Naast het speelveld van de Manuel Ferreira Patrício School, in de stad Alentejo, ligt een terrein met kleine plantjes, heel dicht op elkaar en met de grond eromheen bedekt met stro, ongemerkt staan er 300 planten van 29 inheemse soorten.

Hiertoe behoren aardbeibomen, mirten, steeneiken, Portugese eiken en rozemarijn, die ongeveer anderhalve maand geleden door de onderwijsgemeenschap in een ruimte van 100 vierkante meter op de grond zijn gezet.

Aandachtig voor alle details vertelt student Simão Quenino aan het agentschap Lusa dat de groep die verantwoordelijk is voor het kleine bos al "uit het hoofd" weet wat te doen zodat de planten gezond groeien.

"We controleerden of de grond onder de planten nat was en legden meer stro neer zodat [de bedekking] wat dikker zou zijn, zodat wanneer we er water in deden, het niet zo snel zou verdampen," legt hij uit.

Het Miyawaki-bos van de Manuel Ferreira Patrício-school werd aangeplant in samenwerking met de organisatie Forest Impact en met de steun van het Além Risco-project, gecoördineerd door onderzoeker Miguel Bastos Araújo, die de 300 planten ter beschikking stelde.

Onder begeleiding van professor Leonor Pascoal, tijdens een les wiskunde en wetenschap, verspreidden Simão en zijn klasgenoten zich in het gebied en controleerden de planten.

"Eens kijken hoe de planten zijn", zegt Vitória Sousa, terwijl collega Isabel Patrício naast haar het "interessant vindt om de groei te zien" van de bomen, omdat ze belangrijk zijn om "meer schaduw en zuurstof te geven en de wereld te verbeteren".

Terwijl de leerlingen bezig zijn de ontwikkeling van de jonge planten te volgen, vindt docente Leonor Pascoal dat het verlaten van het klaslokaal de leerlingen praktische voorbeelden geeft.

"Alles waar we in het klaslokaal in theorie over praten, kunnen we hier in de praktijk zien. Van de strijd om licht, zoals we observeren, met planten van verschillende grootte, tot het vocht dat rond de planten ontstaat", zegt ze.

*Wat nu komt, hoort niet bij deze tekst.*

//! Hierarchical derivation paths.
//!
//! Canonical text form: `m/<purpose>'/<account>'/<change>/<index>`.
//! The apostrophes are kept for readability only; no hardened derivation or
//! parent-public-key derivation exists in this scheme.

use std::fmt;
use std::str::FromStr;

use serde::{Deserialize, Deserializer, Serialize, Serializer};

use crate::constants::{DEFAULT_ACCOUNT, DEFAULT_CHANGE, DEFAULT_PURPOSE};
use crate::error::{QtcError, Result};

/// A four-level derivation path.
///
/// Equality is structural. Only the address index fans out; purpose, account
/// and change stay fixed along one chain.
#[derive(Clone, Copy, Debug, PartialEq, Eq, Hash, PartialOrd, Ord)]
pub struct HdPath {
    /// Purpose level (rendered hardened)
    pub purpose: u32,
    /// Account level (rendered hardened)
    pub account: u32,
    /// Change level
    pub change: u32,
    /// Address index
    pub address_index: u32,
}

impl HdPath {
    /// Creates a path from its four levels.
    pub const fn new(purpose: u32, account: u32, change: u32, address_index: u32) -> Self {
        Self {
            purpose,
            account,
            change,
            address_index,
        }
    }

    /// Default chain `m/44'/0'/0/<index>`.
    pub const fn default_chain(address_index: u32) -> Self {
        Self::new(DEFAULT_PURPOSE, DEFAULT_ACCOUNT, DEFAULT_CHANGE, address_index)
    }

    /// Returns the same chain at another address index.
    pub const fn with_index(self, address_index: u32) -> Self {
        Self {
            address_index,
            ..self
        }
    }

    /// Canonical text form used as derivation input.
    pub fn canonical(&self) -> String {
        self.to_string()
    }

    /// Parses the canonical text form.
    ///
    /// # Errors
    /// Returns a format error for anything other than
    /// `m/<u32>'/<u32>'/<u32>/<u32>` with plain decimal digits.
    pub fn parse(s: &str) -> Result<Self> {
        let mut parts = s.split('/');

        match parts.next() {
            Some("m") => {}
            _ => return Err(QtcError::format(format!("path '{s}' must start with 'm/'"))),
        }

        let levels: Vec<&str> = parts.collect();
        if levels.len() != 4 {
            return Err(QtcError::format(format!(
                "path '{s}' must have 4 levels, found {}",
                levels.len()
            )));
        }

        let purpose = parse_level(s, levels[0], true)?;
        let account = parse_level(s, levels[1], true)?;
        let change = parse_level(s, levels[2], false)?;
        let address_index = parse_level(s, levels[3], false)?;

        Ok(Self::new(purpose, account, change, address_index))
    }
}

impl Default for HdPath {
    fn default() -> Self {
        Self::default_chain(0)
    }
}

/// Parses one level, requiring (or forbidding) the trailing apostrophe.
fn parse_level(path: &str, level: &str, hardened: bool) -> Result<u32> {
    let digits = match (hardened, level.strip_suffix('\'')) {
        (true, Some(digits)) => digits,
        (true, None) => {
            return Err(QtcError::format(format!(
                "path '{path}': level '{level}' must be marked hardened"
            )))
        }
        (false, Some(_)) => {
            return Err(QtcError::format(format!(
                "path '{path}': level '{level}' must not be marked hardened"
            )))
        }
        (false, None) => level,
    };

    if digits.is_empty() || !digits.bytes().all(|b| b.is_ascii_digit()) {
        return Err(QtcError::format(format!(
            "path '{path}': level '{level}' is not a non-negative integer"
        )));
    }
    if digits.len() > 1 && digits.starts_with('0') {
        return Err(QtcError::format(format!(
            "path '{path}': level '{level}' has leading zeros"
        )));
    }

    digits
        .parse::<u32>()
        .map_err(|_| QtcError::format(format!("path '{path}': level '{level}' exceeds 32 bits")))
}

impl fmt::Display for HdPath {
    fn fmt(&self, f: &mut fmt::Formatter<'_>) -> fmt::Result {
        write!(
            f,
            "m/{}'/{}'/{}/{}",
            self.purpose, self.account, self.change, self.address_index
        )
    }
}

impl FromStr for HdPath {
    type Err = QtcError;

    fn from_str(s: &str) -> Result<Self> {
        Self::parse(s)
    }
}

impl Serialize for HdPath {
    fn serialize<S: Serializer>(&self, serializer: S) -> std::result::Result<S::Ok, S::Error> {
        serializer.serialize_str(&self.canonical())
    }
}

impl<'de> Deserialize<'de> for HdPath {
    fn deserialize<D: Deserializer<'de>>(deserializer: D) -> std::result::Result<Self, D::Error> {
        let s = String::deserialize(deserializer)?;
        Self::parse(&s).map_err(serde::de::Error::custom)
    }
}
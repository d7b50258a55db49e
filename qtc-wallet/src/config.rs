//! Assembler configuration.

use serde::{Deserialize, Serialize};

use qtc_core::constants::{
    DEFAULT_ACCOUNT, DEFAULT_CHANGE, DEFAULT_HD_ADDRESS_COUNT, DEFAULT_PURPOSE,
};
use qtc_core::error::{QtcError, Result};
use qtc_core::types::{HdPath, WalletMethod};

/// Configuration for wallet assembly.
#[derive(Clone, Debug, PartialEq, Eq, Serialize, Deserialize)]
pub struct AssemblerConfig {
    /// Number of addresses to derive. `None` uses the method default
    /// (1, or 5 for multi-address methods).
    pub address_count: Option<u32>,
    /// Purpose level of every derived path
    pub purpose: u32,
    /// Account level of every derived path
    pub account: u32,
    /// Change level of every derived path
    pub change: u32,
    /// Derive addresses on the rayon pool when there is more than one
    pub parallel: bool,
}

impl Default for AssemblerConfig {
    fn default() -> Self {
        Self {
            address_count: None,
            purpose: DEFAULT_PURPOSE,
            account: DEFAULT_ACCOUNT,
            change: DEFAULT_CHANGE,
            parallel: true,
        }
    }
}

impl AssemblerConfig {
    /// Sets the number of addresses.
    pub fn with_address_count(mut self, count: u32) -> Self {
        self.address_count = Some(count);
        self
    }

    /// Sets the purpose/account/change levels.
    pub fn with_chain(mut self, purpose: u32, account: u32, change: u32) -> Self {
        self.purpose = purpose;
        self.account = account;
        self.change = change;
        self
    }

    /// Enables or disables parallel derivation.
    pub fn with_parallel(mut self, parallel: bool) -> Self {
        self.parallel = parallel;
        self
    }

    /// Resolves the address count for `method`.
    ///
    /// # Errors
    /// Returns a state error for a count of zero, or for more than one
    /// address on a single-address method.
    pub fn address_count_for(&self, method: WalletMethod) -> Result<u32> {
        let multi = method.spec().multi_address;
        let count = match self.address_count {
            Some(count) => count,
            None if multi => DEFAULT_HD_ADDRESS_COUNT,
            None => 1,
        };

        if count == 0 {
            return Err(QtcError::state("address count must be at least 1"));
        }
        if count > 1 && !multi {
            return Err(QtcError::state(format!(
                "method {method} derives a single address, {count} requested"
            )));
        }
        Ok(count)
    }

    /// Path of address `index` on the configured chain.
    pub fn path(&self, index: u32) -> HdPath {
        HdPath::new(self.purpose, self.account, self.change, index)
    }
}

Dit is al het vierde kleine Miyawaki-bos in het district Évora dat de medewerking heeft gekregen van Forest Impact, maar, zoals de oprichter van de organisatie, Charles Cabell, Lusa benadrukt, is het een van de eerste in het land binnen een schoolinstelling.

In dit bos staan kruidachtige en struikachtige planten en bomen van verschillende grootte en voordat ze werden geplant, werd de grond omgewoeld en werd natuurlijke mest in de aarde aangebracht, tot een meter diep.

"Omdat we hebben geplant en de Miyawaki-methode hebben gevolgd, zullen we over ongeveer 10 tot 15 jaar een volwassen bos hebben," zegt hij, waarbij hij opmerkt dat als het met de traditionele methode was geplant, het "100 jaar zou duren om te groeien."

Charles Cabell zegt dat in deze ruimte, wanneer de planten hun normale grootte hebben bereikt, er "veel schaduw en een koeler gebied" zal zijn, met "bewezen voordelen bij het bestrijden van hitte-eilanden en het verbeteren van het vasthouden van grond en water".

Deze Japanse techniek, benadrukt hij, "geeft voorrang aan inheemse soorten" en de aanplant gebeurt met grote dichtheid om "zelfvoorzienende en snelgroeiende bossen te creëren die de biodiversiteit herstellen."

De oprichter benadrukt dat klimaatverandering de kern van de operatie is en stelt voor dat het initiatief als voorbeeld dient voor andere scholen en gemeenten om samen te werken en het in het hele land te herhalen.

"Studenten staan vaak ver af van bossen en natuur" en er zijn studies die aantonen dat "ze wel de logo's van de bedrijven herkennen, maar niet de planten", maar in deze school "herkennen de studenten het al", besluit hij.